**What to produce:** Using the records below, transcribe word for word the stretch from the line that contains "#[derive(Debug, Deserialize)]" through the line that contains "pub async fn", both end lines included, and nothing else.
(Materials provided)
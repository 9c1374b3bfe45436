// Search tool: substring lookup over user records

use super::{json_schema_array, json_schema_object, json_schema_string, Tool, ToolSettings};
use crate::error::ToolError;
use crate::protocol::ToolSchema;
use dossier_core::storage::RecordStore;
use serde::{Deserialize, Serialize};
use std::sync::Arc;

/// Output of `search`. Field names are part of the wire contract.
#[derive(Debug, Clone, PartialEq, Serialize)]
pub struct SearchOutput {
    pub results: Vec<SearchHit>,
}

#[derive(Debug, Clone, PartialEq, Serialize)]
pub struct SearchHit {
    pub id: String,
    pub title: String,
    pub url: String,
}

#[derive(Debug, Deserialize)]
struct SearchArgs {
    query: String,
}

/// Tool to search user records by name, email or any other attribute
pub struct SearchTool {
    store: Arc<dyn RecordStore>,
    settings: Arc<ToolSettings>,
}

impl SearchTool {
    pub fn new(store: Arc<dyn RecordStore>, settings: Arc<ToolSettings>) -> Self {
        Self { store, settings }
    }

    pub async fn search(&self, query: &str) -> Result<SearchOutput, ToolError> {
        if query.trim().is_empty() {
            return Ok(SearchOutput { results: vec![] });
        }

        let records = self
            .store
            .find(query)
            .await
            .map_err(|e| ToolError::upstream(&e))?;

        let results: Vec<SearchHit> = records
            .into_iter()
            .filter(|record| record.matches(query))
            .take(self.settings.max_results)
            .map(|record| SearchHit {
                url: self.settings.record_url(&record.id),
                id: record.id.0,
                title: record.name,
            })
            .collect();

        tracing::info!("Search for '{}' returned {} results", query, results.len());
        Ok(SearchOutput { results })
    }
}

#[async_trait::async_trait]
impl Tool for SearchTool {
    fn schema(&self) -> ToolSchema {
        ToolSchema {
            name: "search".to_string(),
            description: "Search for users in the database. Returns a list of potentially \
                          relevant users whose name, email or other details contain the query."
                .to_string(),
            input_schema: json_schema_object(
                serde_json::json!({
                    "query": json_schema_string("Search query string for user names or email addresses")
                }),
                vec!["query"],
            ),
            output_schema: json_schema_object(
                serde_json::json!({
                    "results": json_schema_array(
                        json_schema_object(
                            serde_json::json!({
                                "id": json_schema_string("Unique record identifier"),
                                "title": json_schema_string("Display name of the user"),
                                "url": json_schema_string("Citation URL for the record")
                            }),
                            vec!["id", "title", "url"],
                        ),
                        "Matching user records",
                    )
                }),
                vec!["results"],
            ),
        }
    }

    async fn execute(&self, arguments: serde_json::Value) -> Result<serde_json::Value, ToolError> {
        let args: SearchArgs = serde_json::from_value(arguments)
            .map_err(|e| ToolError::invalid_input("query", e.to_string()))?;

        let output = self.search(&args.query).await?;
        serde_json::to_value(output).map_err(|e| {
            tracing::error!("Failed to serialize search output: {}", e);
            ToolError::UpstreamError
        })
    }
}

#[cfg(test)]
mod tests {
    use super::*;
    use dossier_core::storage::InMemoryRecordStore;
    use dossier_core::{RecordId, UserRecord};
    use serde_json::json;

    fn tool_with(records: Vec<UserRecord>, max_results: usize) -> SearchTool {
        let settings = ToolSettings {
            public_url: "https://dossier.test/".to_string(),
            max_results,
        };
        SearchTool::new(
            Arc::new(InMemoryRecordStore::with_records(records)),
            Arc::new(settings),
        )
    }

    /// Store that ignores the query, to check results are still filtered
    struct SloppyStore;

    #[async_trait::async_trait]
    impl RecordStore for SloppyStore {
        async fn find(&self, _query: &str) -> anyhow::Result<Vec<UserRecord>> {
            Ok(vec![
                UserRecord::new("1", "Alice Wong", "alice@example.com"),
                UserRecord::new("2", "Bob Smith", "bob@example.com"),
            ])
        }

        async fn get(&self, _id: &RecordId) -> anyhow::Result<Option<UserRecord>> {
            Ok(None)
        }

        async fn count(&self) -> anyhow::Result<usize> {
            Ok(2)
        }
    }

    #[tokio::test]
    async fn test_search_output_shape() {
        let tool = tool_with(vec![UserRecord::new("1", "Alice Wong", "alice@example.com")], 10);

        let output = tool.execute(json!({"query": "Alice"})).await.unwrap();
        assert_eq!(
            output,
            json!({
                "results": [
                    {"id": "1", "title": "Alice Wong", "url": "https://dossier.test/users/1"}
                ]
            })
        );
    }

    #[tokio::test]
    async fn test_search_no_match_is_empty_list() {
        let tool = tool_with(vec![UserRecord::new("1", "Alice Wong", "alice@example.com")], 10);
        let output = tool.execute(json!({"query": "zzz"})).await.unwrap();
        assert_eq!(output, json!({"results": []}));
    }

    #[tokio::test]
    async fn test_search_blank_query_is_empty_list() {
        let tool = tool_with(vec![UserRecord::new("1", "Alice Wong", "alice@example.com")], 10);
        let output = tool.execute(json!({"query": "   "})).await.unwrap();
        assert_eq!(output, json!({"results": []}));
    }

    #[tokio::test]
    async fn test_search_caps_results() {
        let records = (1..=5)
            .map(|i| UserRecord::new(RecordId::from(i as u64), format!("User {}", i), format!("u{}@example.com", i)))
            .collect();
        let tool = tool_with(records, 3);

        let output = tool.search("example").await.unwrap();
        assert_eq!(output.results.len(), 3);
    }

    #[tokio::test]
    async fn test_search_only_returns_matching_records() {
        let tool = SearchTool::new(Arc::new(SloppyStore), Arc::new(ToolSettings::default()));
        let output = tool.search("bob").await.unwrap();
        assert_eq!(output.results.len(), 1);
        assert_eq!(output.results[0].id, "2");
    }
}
(End Materials provided)
**Expected output:**
#[derive(Debug, Deserialize)]
struct SearchArgs {
    query: String,
}

/// Tool to search user records by name, email or any other attribute
pub struct SearchTool {
    store: Arc<dyn RecordStore>,
    settings: Arc<ToolSettings>,
}

impl SearchTool {
    pub fn new(store: Arc<dyn RecordStore>, settings: Arc<ToolSettings>) -> Self {
        Self { store, settings }
    }

    pub async fn search(&self, query: &str) -> Result<SearchOutput, ToolError> {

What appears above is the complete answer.